The cinema ad presumably does not touch upon the fact that MMC was snatched from her bed whilst her parents were out. So are children who see this ad going to assume that even with mummy and daddy downstairs/down the hall they are not safe? In which case the ad is definately not appropriate.

hippipotami · 03/07/2007 08:18

your son - ds has been told the same as your son [sigh]

bakedpotato · 03/07/2007 08:45

'Last night the Odeon group of cinemas said that it would no longer show the advertisement before Shrek, although it would continue to screen it at other times.'

Job done.

WomanfromDenmark · 03/07/2007 08:54

I believe that if it was your child missing you wouldn't have complained about it. I understand that it has been differcult for you who had chosen not to tell your children, but if it was my child missing I would expect everyone to help me get her back!!!

hippipotami · 03/07/2007 08:57

Yes but womanfromdenmark (fab name!), all the parents who take their children to Shrek are probably already aware (very very aware) and all the children - what are they going to do, get out their magnifying glasses to do some junior detecting? Wrong target audience imo.

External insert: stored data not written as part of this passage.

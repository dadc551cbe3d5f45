//! Run configuration
//!
//! All knobs come from the environment (or a `.env` file loaded by the
//! binary), are resolved once at startup into a [`Config`] value, and are
//! passed by reference from there on. Core logic never reads the environment.

use std::time::Duration;

use thiserror::Error;

/// Login page for the portal.
pub const LOGIN_URL: &str = "https://www.instahyre.com/login";

/// Listing page, filtered to matching opportunities.
pub const OPPORTUNITIES_URL: &str =
    "https://www.instahyre.com/candidate/opportunities/?matching=true";

#[derive(Error, Debug)]
pub enum ConfigError {
    #[error("{0} is not set; add it to your environment or .env file")]
    MissingCredential(&'static str),
}

/// Startup configuration for one run.
#[derive(Debug, Clone)]
pub struct Config {
    pub email: String,
    pub password: String,
    /// Run Chromium headless (default). Set `HEADLESS=false` for a headed
    /// window.
    pub headless: bool,
    /// Extra delay injected before every browser action, for watching runs
    /// in headed mode.
    pub slow_mo: Duration,
    /// Upper bound on loop iterations (views attempted, not applies landed).
    pub max_applies: u32,
}

impl Config {
    /// Resolve configuration from the environment.
    ///
    /// Missing credentials are a fatal startup error; everything else falls
    /// back to a default, with unparsable values treated as unset.
    pub fn from_env() -> Result<Self, ConfigError> {
        let email = required("INSTAHYRE_EMAIL")?;
        let password = required("INSTAHYRE_PASSWORD")?;

        let headless = std::env::var("HEADLESS")
            .map(|v| v.to_lowercase() != "false")
            .unwrap_or(true);

        let slow_mo: u64 = std::env::var("SLOW_MO")
            .ok()
            .and_then(|v| v.parse().ok())
            .unwrap_or(0);

        let max_applies: u32 = std::env::var("MAX_APPLIES")
            .ok()
            .and_then(|v| v.parse().ok())
            .unwrap_or(100);

        Ok(Self {
            email,
            password,
            headless,
            slow_mo: Duration::from_millis(slow_mo),
            max_applies,
        })
    }
}

fn required(key: &'static str) -> Result<String, ConfigError> {
    std::env::var(key)
        .ok()
        .filter(|v| !v.is_empty())
        .ok_or(ConfigError::MissingCredential(key))
}
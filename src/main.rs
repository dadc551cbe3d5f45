use std::process::ExitCode;

use tracing::{error, info};

use applier::browser::BrowserSession;
use applier::config::Config;
use applier::runner::{self, Outcome};

#[tokio::main]
async fn main() -> ExitCode {
    dotenvy::dotenv().ok();
    let _log_guard = applier::init_logging();

    let config = match Config::from_env() {
        Ok(config) => config,
        Err(e) => {
            error!("{e}");
            return ExitCode::FAILURE;
        }
    };

    let session = match BrowserSession::launch(&config).await {
        Ok(session) => session,
        Err(e) => {
            error!("{e}");
            return ExitCode::FAILURE;
        }
    };

    let summary = runner::run_session(&session, &config).await;
    info!(
        "run finished ({:?}); total applied: {}",
        summary.outcome, summary.applied
    );

    session.close().await;

    match summary.outcome {
        Outcome::Fatal(e) => {
            error!("session failed: {e}");
            ExitCode::FAILURE
        }
        _ => ExitCode::SUCCESS,
    }
}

WomanfromDenmark · 03/07/2007 09:10

Thank you hippipotami ... I guess you are right ... maybe it was not such a good idea with all the children who's seeing that movie ... I guess we all just so bad want Madeleine to be found safe and well. I am living in Denmark and I'm doing all I can to help from here ... Madeleine was abducted and it was my wake up call ... I have never cried so much before! I just want her to be found!

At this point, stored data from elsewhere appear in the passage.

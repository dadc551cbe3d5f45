//! Session runner
//!
//! Drives one full run: log in, open the matching-opportunities listing, then
//! view-and-apply card by card until the listing is exhausted, cards run out,
//! or the iteration cap is hit. Per-card failures are logged and skipped;
//! only login-stage failures end the run.

use std::time::Duration;

use thiserror::Error;
use tracing::{debug, info, warn};

use crate::browser::DriverError;
use crate::config::{Config, LOGIN_URL, OPPORTUNITIES_URL};
use crate::locate::{self, EMAIL_FIELD, PASSWORD_FIELD, SUBMIT_BUTTON, VIEW_BUTTON};
use crate::page::{Locator, PageDriver};
use crate::popups;
use crate::terminate;

// Settle delays after navigation/clicks. The portal re-renders the listing
// asynchronously after each apply, so these are load-bearing, not cosmetic.
const LISTING_SETTLE: Duration = Duration::from_millis(1500);
const VIEW_SETTLE: Duration = Duration::from_millis(700);
const APPLY_SETTLE: Duration = Duration::from_millis(1200);
const CARD_ERROR_BACKOFF: Duration = Duration::from_millis(1000);

const LOGIN_IDLE_TIMEOUT: Duration = Duration::from_secs(8);
const LISTING_IDLE_TIMEOUT: Duration = Duration::from_secs(8);
const ROLE_APPLY_TIMEOUT: Duration = Duration::from_secs(7);
const TEXT_APPLY_TIMEOUT: Duration = Duration::from_secs(3);

const ROLE_APPLY: Locator = Locator::Role {
    role: "button",
    name: "Apply",
};
const TEXT_APPLY: Locator = Locator::Text { substring: "Apply" };

#[derive(Error, Debug)]
pub enum SessionError {
    #[error("could not find email/password fields on the login page; selectors are stale")]
    LoginFormMissing,

    #[error(transparent)]
    Driver(#[from] DriverError),
}

/// Why the run stopped.
#[derive(Debug)]
pub enum Outcome {
    /// The listing showed its terminal banner.
    Exhausted,
    /// No View button left on the page, without a terminal banner.
    NoMoreCards,
    /// Hit the configured iteration cap.
    ReachedCap,
    /// A failure outside the per-card blast radius.
    Fatal(SessionError),
}

/// What one run accomplished.
#[derive(Debug)]
pub struct RunSummary {
    /// Applications submitted (cards where the Apply click landed).
    pub applied: u32,
    pub outcome: Outcome,
}

enum CardOutcome {
    Applied,
    Skipped,
    NoView,
}

/// Run the full session against an already-launched page.
pub async fn run_session<P>(page: &P, config: &Config) -> RunSummary
where
    P: PageDriver + ?Sized,
{
    let mut applied = 0u32;
    match drive(page, config, &mut applied).await {
        Ok(outcome) => RunSummary { applied, outcome },
        Err(e) => RunSummary {
            applied,
            outcome: Outcome::Fatal(e),
        },
    }
}

async fn drive<P>(page: &P, config: &Config, applied: &mut u32) -> Result<Outcome, SessionError>
where
    P: PageDriver + ?Sized,
{
    log_in(page, config).await?;

    info!("opening matching opportunities");
    page.goto(OPPORTUNITIES_URL).await?;
    if !page.wait_for_network_idle(LISTING_IDLE_TIMEOUT).await? {
        debug!("listing network never settled, continuing anyway");
    }
    tokio::time::sleep(LISTING_SETTLE).await;

    for attempt in 0..config.max_applies {
        if terminate::is_exhausted(page).await {
            return Ok(Outcome::Exhausted);
        }

        match apply_once(page).await {
            Ok(CardOutcome::Applied) => {
                *applied += 1;
                info!("applied to opportunity #{applied}");
                if terminate::is_exhausted(page).await {
                    return Ok(Outcome::Exhausted);
                }
            }
            Ok(CardOutcome::Skipped) => {
                if terminate::is_exhausted(page).await {
                    return Ok(Outcome::Exhausted);
                }
            }
            Ok(CardOutcome::NoView) => {
                info!("no View button left after {attempt} attempts");
                return Ok(Outcome::NoMoreCards);
            }
            Err(e) => {
                warn!("card attempt {attempt} failed, moving on: {e}");
                tokio::time::sleep(CARD_ERROR_BACKOFF).await;
            }
        }
    }

    info!("reached the {} apply cap", config.max_applies);
    Ok(Outcome::ReachedCap)
}

/// Handle one card: open it, find its Apply control, click through popups.
async fn apply_once<P>(page: &P) -> Result<CardOutcome, DriverError>
where
    P: PageDriver + ?Sized,
{
    let view = match locate::resolve(page, &VIEW_BUTTON).await? {
        Some(view) => view,
        None => return Ok(CardOutcome::NoView),
    };

    page.click_first(view, true).await?;
    tokio::time::sleep(VIEW_SETTLE).await;

    let apply = match resolve_apply(page).await? {
        Some(apply) => apply,
        None => {
            info!("card has no clickable Apply control, skipping");
            return Ok(CardOutcome::Skipped);
        }
    };

    page.click_first(apply, true).await?;

    popups::dismiss_promo(page).await;
    popups::confirm_apply(page).await;

    tokio::time::sleep(APPLY_SETTLE).await;
    Ok(CardOutcome::Applied)
}

/// The Apply control on an opened card. The role lookup gets the long wait;
/// the text fallback only a short one, since by then the page has already had
/// time to render.
async fn resolve_apply<P>(page: &P) -> Result<Option<&'static Locator>, DriverError>
where
    P: PageDriver + ?Sized,
{
    if page.count(&ROLE_APPLY).await? > 0 && page.wait_visible(&ROLE_APPLY, ROLE_APPLY_TIMEOUT).await? {
        return Ok(Some(&ROLE_APPLY));
    }
    if page.count(&TEXT_APPLY).await? > 0 && page.wait_visible(&TEXT_APPLY, TEXT_APPLY_TIMEOUT).await? {
        return Ok(Some(&TEXT_APPLY));
    }
    Ok(None)
}

async fn log_in<P>(page: &P, config: &Config) -> Result<(), SessionError>
where
    P: PageDriver + ?Sized,
{
    info!("logging in as {}", config.email);
    page.goto(LOGIN_URL).await.map_err(SessionError::from)?;
    if !page
        .wait_for_network_idle(LOGIN_IDLE_TIMEOUT)
        .await
        .map_err(SessionError::from)?
    {
        debug!("login page network never settled, continuing anyway");
    }

    let email = locate::resolve(page, &EMAIL_FIELD)
        .await
        .map_err(SessionError::from)?
        .ok_or(SessionError::LoginFormMissing)?;
    let password = locate::resolve(page, &PASSWORD_FIELD)
        .await
        .map_err(SessionError::from)?
        .ok_or(SessionError::LoginFormMissing)?;

    page.fill_first(email, &config.email)
        .await
        .map_err(SessionError::from)?;
    page.fill_first(password, &config.password)
        .await
        .map_err(SessionError::from)?;

    match locate::resolve(page, &SUBMIT_BUTTON)
        .await
        .map_err(SessionError::from)?
    {
        Some(submit) => page
            .click_first(submit, false)
            .await
            .map_err(SessionError::from)?,
        None => {
            debug!("no submit button, pressing Enter on the password field");
            page.press_enter(password)
                .await
                .map_err(SessionError::from)?;
        }
    }

    if !page
        .wait_for_network_idle(LOGIN_IDLE_TIMEOUT)
        .await
        .map_err(SessionError::from)?
    {
        debug!("post-login network never settled, continuing anyway");
    }
    Ok(())
}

binkleandflip · 03/07/2007 09:50

This thread made sky news anyway..

darty · 03/07/2007 09:53

I hope with all my heart that none of you ever lose your child and know the desperate, hopeless feeling that would push you to absolutely anything, anything if it lead the remotest chance of getting her back.

The children you are protecting are the same age as Madeleine.

binkleandflip · 03/07/2007 09:54

Yes, and we have every right to protect them.